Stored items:

■ ■ ■ ■ ■

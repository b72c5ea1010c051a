//! Seedable random number generation for question drawing.
//!
//! Every mode instance owns its own `GameRng`. The orchestrator derives them
//! from one seed with `for_context`, so a seeded quiz replays identically
//! while modes stay independent of each other.
//!
//! ```
//! use flag_quiz::core::GameRng;
//!
//! let root = GameRng::new(42);
//! let mut classic = root.for_context("classic");
//! let mut classic_again = GameRng::new(42).for_context("classic");
//!
//! assert_eq!(classic.gen_index(100), classic_again.gen_index(100));
//! ```

use std::hash::{Hash, Hasher};

use rand::seq::SliceRandom;
use rand::{Rng, SeedableRng};
use rand_chacha::ChaCha8Rng;

/// Deterministic RNG backed by ChaCha8.
#[derive(Clone, Debug)]
pub struct GameRng {
    inner: ChaCha8Rng,
    seed: u64,
}

impl GameRng {
    /// Create a new RNG with the given seed.
    #[must_use]
    pub fn new(seed: u64) -> Self {
        Self {
            inner: ChaCha8Rng::seed_from_u64(seed),
            seed,
        }
    }

    /// Create an RNG seeded from OS entropy.
    #[must_use]
    pub fn from_entropy() -> Self {
        Self::new(rand::thread_rng().gen())
    }

    /// The seed this RNG was created from.
    #[must_use]
    pub fn seed(&self) -> u64 {
        self.seed
    }

    /// Create an independent stream for a specific context.
    ///
    /// The same context always produces the same stream from the same seed.
    #[must_use]
    pub fn for_context(&self, context: &str) -> Self {
        use std::collections::hash_map::DefaultHasher;

        let mut hasher = DefaultHasher::new();
        self.seed.hash(&mut hasher);
        context.hash(&mut hasher);
        Self::new(hasher.finish())
    }

    /// Uniform index in `0..len`.
    ///
    /// # Panics
    ///
    /// Panics if `len` is zero.
    pub fn gen_index(&mut self, len: usize) -> usize {
        self.inner.gen_range(0..len)
    }

    /// Unbiased in-place shuffle (Fisher-Yates).
    pub fn shuffle<T>(&mut self, slice: &mut [T]) {
        slice.shuffle(&mut self.inner);
    }

    /// Shuffle-then-take: up to `k` distinct items, uniform per call.
    ///
    /// Returns every item when fewer than `k` are given.
    pub fn sample<T>(&mut self, mut items: Vec<T>, k: usize) -> Vec<T> {
        self.shuffle(&mut items);
        items.truncate(k);
        items
    }
}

■ ■ ■ ■ ■

- _What is needed_: Each line in the data that has the word "independent" counts once; state how many such lines there are, without comment.

- _Task solution_: 2